*** DATA LISTING ***

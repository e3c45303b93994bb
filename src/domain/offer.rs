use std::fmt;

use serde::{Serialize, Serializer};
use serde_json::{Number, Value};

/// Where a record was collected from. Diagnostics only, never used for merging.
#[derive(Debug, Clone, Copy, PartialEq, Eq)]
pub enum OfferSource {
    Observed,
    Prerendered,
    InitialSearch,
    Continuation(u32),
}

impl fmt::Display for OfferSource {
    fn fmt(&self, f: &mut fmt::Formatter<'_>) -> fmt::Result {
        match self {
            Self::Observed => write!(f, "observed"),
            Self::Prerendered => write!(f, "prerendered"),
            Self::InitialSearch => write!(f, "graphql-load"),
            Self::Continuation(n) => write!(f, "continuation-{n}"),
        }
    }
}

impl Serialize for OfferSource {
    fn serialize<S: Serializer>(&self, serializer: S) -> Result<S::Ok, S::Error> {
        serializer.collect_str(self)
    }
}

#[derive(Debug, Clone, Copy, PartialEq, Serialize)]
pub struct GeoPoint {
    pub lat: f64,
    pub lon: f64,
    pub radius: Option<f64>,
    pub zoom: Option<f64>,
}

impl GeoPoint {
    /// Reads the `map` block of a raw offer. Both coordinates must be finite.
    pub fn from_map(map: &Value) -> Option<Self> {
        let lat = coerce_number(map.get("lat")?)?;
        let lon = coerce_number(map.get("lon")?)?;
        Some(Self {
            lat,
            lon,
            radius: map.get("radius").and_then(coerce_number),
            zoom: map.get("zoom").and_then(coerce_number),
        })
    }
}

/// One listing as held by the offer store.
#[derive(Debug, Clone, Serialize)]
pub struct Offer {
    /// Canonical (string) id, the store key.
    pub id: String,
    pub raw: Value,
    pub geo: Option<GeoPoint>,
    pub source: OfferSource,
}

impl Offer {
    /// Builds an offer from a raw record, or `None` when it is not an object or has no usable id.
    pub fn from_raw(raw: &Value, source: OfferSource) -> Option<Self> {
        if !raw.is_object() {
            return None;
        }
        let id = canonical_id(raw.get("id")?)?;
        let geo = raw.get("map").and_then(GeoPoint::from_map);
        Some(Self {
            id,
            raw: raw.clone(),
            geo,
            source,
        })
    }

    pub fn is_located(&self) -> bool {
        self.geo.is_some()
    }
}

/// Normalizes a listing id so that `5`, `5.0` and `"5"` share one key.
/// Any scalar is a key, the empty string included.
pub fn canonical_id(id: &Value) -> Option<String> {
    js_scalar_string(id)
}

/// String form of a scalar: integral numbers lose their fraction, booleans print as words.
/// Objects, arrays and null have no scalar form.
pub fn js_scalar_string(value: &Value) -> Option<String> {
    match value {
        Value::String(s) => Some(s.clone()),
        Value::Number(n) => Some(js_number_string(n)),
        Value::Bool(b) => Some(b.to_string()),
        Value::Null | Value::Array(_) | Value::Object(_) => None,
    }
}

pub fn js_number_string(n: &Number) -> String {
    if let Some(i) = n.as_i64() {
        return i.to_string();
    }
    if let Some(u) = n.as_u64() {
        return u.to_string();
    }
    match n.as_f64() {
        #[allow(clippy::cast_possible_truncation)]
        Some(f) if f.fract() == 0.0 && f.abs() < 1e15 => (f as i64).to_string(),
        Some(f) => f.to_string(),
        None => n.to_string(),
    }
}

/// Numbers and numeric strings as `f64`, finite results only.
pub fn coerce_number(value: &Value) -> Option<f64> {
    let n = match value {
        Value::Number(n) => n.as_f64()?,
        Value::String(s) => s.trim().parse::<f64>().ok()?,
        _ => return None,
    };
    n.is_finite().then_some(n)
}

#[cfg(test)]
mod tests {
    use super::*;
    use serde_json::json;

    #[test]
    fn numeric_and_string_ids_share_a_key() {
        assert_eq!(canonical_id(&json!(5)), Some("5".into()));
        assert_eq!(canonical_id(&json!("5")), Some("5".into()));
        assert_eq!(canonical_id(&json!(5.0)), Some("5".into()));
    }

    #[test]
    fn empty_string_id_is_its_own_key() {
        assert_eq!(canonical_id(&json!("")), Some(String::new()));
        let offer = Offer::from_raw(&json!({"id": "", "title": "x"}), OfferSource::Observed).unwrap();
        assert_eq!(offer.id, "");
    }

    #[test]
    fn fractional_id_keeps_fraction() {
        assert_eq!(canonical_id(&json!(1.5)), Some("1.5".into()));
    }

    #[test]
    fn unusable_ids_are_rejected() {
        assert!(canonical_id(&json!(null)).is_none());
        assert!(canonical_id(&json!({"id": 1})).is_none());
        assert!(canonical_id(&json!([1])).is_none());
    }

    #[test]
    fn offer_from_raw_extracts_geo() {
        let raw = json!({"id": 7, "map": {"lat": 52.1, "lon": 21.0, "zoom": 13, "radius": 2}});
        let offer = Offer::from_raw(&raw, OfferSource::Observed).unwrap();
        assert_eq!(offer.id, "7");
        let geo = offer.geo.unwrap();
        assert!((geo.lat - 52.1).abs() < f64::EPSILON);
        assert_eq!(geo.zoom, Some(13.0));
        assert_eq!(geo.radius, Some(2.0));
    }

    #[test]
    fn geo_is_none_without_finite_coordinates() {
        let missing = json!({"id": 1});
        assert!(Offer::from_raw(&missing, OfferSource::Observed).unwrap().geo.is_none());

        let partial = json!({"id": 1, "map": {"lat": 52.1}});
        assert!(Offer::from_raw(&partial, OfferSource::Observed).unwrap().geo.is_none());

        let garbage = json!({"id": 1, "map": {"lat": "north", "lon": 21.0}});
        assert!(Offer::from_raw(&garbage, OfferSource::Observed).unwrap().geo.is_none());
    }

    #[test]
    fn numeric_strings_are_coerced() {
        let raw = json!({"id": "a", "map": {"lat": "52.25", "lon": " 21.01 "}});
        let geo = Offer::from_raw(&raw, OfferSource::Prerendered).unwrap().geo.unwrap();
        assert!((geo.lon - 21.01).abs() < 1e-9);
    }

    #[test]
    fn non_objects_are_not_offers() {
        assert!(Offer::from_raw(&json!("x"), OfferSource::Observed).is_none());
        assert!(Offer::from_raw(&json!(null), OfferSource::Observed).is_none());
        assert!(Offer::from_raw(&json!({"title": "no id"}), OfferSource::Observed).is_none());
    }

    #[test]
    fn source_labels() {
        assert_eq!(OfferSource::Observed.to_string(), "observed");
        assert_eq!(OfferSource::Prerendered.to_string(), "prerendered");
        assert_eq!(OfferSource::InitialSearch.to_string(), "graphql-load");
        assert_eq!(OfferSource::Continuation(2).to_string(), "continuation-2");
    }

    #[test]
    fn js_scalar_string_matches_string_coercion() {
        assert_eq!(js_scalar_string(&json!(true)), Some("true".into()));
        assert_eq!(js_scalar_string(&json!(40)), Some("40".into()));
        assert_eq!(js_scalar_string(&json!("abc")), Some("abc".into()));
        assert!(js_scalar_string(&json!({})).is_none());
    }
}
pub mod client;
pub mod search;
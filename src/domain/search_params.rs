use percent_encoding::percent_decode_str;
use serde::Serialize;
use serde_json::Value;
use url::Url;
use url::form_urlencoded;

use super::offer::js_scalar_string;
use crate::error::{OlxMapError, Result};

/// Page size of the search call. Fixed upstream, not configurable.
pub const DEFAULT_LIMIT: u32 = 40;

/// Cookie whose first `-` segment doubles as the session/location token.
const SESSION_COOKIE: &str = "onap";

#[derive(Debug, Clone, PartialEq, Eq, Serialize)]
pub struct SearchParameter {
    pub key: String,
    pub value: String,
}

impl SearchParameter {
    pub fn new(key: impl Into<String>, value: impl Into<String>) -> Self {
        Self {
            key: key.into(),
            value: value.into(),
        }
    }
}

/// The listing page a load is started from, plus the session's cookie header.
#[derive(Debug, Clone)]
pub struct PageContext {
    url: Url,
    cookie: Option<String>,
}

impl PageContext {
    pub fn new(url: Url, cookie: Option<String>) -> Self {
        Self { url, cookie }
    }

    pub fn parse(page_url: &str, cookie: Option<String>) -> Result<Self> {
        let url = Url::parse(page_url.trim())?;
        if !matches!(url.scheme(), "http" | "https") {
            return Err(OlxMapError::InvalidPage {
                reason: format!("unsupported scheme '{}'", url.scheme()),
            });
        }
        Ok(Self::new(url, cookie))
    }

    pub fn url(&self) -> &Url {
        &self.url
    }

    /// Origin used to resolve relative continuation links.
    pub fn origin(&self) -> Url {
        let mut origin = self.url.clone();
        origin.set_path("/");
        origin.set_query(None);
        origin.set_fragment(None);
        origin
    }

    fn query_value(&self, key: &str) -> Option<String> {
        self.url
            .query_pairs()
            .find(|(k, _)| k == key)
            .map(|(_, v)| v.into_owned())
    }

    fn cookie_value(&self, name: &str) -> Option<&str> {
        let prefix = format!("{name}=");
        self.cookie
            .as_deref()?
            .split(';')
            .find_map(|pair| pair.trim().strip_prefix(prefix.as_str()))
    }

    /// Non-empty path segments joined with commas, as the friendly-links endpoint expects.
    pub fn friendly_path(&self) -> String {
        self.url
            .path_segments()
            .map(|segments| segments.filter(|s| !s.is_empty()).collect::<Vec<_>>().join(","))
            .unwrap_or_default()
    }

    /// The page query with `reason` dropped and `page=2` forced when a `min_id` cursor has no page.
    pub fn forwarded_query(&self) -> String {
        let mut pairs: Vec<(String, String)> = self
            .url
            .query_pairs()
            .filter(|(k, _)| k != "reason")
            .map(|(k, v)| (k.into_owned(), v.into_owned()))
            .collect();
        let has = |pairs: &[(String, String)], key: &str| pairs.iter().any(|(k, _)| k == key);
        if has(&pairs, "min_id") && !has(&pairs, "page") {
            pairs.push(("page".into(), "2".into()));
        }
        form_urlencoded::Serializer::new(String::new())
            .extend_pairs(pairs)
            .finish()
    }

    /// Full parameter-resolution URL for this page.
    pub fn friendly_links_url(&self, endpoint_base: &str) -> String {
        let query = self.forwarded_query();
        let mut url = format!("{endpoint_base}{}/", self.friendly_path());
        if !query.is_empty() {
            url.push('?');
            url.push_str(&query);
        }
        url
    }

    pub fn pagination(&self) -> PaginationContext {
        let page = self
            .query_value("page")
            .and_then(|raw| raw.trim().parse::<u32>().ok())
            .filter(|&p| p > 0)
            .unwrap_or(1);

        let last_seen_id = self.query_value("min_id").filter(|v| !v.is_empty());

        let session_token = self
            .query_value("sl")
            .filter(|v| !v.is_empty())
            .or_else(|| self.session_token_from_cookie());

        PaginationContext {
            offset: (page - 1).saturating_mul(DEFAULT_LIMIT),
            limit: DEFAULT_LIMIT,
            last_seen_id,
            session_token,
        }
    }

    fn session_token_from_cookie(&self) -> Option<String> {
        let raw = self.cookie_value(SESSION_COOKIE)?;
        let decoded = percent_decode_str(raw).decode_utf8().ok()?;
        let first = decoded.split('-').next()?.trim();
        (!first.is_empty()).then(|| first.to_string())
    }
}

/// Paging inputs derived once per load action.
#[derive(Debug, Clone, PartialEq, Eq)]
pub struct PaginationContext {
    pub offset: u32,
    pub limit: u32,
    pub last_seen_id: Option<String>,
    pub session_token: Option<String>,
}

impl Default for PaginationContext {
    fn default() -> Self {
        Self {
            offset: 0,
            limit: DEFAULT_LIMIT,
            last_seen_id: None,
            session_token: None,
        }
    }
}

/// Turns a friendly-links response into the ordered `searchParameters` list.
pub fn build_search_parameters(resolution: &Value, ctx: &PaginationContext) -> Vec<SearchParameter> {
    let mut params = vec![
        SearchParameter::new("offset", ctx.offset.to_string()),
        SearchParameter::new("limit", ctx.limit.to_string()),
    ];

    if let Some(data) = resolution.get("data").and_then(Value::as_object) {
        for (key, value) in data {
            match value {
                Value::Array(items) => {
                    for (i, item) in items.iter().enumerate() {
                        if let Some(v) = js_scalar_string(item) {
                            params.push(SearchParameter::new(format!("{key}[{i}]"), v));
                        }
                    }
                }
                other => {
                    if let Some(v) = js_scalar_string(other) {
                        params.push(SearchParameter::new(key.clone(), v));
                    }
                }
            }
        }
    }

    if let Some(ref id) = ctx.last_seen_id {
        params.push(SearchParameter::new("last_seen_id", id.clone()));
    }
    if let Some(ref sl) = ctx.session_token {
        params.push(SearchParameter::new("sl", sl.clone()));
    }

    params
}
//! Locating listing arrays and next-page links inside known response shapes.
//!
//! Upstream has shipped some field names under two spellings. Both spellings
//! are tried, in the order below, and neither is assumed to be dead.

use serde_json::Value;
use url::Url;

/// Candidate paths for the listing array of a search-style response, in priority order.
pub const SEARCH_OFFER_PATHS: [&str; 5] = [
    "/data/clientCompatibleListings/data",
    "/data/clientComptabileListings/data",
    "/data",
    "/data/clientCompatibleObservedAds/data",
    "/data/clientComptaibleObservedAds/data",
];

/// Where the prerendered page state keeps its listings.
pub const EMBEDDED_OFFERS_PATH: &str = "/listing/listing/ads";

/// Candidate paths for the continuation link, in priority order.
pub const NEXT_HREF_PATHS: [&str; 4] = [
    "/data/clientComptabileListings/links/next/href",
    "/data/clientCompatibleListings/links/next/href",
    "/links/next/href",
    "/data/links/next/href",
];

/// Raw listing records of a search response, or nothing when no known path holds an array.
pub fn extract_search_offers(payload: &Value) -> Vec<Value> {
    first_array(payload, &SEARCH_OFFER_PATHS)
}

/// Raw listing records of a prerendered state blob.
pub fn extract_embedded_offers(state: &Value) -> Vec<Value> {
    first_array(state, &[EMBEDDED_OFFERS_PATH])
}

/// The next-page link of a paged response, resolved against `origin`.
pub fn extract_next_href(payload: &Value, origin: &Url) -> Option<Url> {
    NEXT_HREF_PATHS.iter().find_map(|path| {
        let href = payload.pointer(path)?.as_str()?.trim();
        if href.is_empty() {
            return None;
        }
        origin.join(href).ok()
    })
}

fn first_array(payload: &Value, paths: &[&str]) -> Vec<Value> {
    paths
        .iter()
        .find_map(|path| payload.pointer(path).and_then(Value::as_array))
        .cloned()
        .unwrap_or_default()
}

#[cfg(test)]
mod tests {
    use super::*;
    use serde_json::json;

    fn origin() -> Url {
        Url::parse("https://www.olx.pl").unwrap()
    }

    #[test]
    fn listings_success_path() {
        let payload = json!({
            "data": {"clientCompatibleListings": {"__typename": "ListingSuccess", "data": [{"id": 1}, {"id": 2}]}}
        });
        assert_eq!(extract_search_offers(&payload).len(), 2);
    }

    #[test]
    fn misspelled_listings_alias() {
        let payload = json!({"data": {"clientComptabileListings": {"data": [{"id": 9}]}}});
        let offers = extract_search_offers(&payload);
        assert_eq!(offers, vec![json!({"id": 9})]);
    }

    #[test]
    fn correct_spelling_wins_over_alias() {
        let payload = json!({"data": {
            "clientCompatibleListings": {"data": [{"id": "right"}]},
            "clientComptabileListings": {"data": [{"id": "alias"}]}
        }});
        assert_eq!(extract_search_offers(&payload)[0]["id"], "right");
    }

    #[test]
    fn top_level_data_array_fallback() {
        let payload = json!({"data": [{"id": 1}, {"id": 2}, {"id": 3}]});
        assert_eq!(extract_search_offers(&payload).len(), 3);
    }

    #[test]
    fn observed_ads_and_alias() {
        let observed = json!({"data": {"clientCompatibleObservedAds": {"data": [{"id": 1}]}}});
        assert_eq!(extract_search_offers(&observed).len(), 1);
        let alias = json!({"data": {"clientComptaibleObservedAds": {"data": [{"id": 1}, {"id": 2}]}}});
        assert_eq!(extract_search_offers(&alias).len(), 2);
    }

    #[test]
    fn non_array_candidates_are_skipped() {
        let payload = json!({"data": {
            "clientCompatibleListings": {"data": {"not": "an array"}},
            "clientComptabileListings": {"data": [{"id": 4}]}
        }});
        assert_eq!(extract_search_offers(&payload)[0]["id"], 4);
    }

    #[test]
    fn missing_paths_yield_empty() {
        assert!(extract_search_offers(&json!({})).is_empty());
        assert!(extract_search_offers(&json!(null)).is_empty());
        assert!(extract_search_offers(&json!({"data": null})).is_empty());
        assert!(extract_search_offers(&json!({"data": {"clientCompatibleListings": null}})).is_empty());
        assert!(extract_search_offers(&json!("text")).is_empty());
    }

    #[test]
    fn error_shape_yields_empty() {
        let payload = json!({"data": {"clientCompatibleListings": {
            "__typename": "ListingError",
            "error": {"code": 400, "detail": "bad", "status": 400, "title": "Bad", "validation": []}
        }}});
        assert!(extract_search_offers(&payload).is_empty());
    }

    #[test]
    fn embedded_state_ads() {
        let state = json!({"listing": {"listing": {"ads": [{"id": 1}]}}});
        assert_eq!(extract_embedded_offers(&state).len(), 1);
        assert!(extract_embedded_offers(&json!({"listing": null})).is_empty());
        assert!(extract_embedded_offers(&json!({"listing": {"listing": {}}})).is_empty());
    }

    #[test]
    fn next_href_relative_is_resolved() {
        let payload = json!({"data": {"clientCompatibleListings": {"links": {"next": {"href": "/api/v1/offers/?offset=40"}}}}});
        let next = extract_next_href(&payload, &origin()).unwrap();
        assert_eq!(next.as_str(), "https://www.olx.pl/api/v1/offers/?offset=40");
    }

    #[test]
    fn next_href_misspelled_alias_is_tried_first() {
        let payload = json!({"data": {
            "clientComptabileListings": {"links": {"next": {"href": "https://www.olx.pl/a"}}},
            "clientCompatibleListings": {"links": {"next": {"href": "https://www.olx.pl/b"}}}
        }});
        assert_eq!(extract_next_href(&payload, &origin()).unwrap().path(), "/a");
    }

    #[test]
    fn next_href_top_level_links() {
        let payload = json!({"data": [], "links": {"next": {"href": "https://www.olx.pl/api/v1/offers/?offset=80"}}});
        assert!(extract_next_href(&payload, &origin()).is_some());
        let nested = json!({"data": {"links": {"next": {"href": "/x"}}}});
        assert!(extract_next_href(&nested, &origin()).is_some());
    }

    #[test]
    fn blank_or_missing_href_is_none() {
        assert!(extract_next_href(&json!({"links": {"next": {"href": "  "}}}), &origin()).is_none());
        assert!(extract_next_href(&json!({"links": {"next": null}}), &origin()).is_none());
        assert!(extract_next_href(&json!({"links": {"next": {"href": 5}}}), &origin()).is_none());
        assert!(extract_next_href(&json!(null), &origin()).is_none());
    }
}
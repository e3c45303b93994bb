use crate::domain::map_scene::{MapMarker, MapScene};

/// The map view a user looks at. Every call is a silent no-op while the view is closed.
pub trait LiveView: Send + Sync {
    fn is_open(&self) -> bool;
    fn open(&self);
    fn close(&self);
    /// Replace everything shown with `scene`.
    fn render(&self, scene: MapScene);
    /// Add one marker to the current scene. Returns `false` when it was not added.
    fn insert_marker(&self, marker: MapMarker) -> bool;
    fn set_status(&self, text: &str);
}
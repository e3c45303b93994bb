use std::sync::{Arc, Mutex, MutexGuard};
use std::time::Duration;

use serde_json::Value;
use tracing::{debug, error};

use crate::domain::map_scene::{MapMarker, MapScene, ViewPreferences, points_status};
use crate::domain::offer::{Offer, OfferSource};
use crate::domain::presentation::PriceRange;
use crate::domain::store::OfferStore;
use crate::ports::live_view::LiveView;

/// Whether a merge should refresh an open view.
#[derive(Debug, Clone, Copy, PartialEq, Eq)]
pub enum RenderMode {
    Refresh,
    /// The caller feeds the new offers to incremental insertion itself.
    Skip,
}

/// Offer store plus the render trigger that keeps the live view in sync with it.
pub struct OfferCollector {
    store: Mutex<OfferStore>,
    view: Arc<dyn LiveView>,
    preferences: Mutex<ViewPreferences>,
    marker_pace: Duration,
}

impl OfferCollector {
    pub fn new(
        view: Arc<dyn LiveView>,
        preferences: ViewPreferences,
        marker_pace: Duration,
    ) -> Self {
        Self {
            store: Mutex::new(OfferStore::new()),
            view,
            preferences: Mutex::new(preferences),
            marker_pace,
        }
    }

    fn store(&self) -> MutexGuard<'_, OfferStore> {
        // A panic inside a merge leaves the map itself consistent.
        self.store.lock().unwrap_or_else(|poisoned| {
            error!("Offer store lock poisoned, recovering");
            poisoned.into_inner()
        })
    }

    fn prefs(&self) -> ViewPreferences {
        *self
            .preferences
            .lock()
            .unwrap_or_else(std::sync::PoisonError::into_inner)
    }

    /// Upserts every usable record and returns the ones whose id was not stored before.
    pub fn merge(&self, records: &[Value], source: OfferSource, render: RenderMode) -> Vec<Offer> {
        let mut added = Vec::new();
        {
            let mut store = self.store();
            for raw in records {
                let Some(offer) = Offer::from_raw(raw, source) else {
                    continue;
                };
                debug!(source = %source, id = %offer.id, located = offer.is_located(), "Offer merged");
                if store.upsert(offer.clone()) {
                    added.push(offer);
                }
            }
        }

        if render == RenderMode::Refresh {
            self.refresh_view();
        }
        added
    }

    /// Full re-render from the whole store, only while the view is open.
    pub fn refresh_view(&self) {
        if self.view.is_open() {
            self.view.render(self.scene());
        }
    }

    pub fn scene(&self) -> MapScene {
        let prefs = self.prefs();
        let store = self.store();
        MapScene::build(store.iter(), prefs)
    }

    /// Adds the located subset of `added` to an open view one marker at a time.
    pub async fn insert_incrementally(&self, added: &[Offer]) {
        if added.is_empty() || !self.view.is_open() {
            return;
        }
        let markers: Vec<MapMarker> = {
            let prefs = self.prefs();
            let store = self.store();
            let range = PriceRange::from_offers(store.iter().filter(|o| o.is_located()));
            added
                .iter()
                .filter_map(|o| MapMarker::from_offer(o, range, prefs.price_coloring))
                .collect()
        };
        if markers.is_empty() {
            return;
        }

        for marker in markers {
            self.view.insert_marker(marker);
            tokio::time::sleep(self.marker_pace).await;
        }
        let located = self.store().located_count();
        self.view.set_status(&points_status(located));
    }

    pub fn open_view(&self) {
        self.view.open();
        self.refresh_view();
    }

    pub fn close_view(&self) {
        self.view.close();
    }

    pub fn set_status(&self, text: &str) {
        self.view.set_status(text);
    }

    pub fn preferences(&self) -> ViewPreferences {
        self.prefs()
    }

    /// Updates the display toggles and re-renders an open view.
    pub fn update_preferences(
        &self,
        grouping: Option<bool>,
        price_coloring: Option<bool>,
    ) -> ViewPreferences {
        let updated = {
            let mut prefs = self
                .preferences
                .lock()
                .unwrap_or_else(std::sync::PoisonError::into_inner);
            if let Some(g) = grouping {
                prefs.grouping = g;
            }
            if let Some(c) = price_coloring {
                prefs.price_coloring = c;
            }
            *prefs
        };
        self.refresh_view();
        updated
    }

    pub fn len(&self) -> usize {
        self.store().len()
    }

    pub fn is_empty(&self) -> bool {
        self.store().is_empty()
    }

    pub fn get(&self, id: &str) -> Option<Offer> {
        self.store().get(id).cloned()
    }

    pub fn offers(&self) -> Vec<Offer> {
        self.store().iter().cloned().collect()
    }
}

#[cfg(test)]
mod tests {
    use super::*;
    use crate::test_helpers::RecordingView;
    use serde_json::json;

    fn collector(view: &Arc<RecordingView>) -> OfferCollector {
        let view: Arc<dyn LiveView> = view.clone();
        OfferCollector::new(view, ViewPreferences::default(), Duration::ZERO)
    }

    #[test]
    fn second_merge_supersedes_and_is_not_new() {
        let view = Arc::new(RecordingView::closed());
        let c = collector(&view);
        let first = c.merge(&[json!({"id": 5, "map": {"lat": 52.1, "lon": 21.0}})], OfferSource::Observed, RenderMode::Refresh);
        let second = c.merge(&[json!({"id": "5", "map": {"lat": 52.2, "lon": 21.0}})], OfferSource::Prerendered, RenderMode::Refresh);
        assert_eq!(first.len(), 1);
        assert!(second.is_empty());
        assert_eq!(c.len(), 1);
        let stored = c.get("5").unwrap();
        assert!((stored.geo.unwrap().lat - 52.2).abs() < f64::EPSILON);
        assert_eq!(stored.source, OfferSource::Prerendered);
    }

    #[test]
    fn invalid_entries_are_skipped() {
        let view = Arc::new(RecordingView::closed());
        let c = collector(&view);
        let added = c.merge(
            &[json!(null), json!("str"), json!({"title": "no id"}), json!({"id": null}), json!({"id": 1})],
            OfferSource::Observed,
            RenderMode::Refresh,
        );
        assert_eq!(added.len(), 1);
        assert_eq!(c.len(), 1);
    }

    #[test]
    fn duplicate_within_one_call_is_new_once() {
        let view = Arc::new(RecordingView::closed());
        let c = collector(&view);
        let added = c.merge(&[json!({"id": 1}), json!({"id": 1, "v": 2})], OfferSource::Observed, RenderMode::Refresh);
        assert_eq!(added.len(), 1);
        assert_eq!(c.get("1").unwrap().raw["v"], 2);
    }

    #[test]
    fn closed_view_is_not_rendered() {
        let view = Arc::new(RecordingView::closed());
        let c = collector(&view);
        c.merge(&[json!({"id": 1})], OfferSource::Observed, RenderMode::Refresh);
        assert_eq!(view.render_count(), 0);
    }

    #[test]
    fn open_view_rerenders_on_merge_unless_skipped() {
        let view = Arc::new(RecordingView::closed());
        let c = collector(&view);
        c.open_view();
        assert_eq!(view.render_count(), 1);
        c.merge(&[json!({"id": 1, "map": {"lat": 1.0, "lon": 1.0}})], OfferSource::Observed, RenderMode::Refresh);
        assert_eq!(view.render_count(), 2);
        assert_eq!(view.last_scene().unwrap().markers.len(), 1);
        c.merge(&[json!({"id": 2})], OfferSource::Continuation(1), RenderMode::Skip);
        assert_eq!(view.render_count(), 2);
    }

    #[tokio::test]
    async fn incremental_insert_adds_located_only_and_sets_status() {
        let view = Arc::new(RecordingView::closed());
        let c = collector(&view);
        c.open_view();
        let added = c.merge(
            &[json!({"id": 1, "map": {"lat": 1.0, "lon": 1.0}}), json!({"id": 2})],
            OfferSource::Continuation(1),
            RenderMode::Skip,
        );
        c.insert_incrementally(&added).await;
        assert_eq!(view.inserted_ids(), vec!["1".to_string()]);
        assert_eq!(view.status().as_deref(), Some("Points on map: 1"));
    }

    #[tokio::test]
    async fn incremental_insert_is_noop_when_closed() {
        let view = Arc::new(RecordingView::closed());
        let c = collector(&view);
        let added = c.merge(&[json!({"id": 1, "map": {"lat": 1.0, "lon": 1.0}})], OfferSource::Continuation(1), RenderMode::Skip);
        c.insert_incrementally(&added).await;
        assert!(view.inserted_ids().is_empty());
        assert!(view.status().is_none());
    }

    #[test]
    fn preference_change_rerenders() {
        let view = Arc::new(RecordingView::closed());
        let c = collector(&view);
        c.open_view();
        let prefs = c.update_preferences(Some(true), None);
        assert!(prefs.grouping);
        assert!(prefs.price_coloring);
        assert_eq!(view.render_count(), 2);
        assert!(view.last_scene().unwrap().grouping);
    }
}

*** End of DATA LISTING ***

WHAT IS EXPECTED:
Say how many lines in the entries above contain the string "zoom", offering no other words.

EXERCISE OUTPUT:
4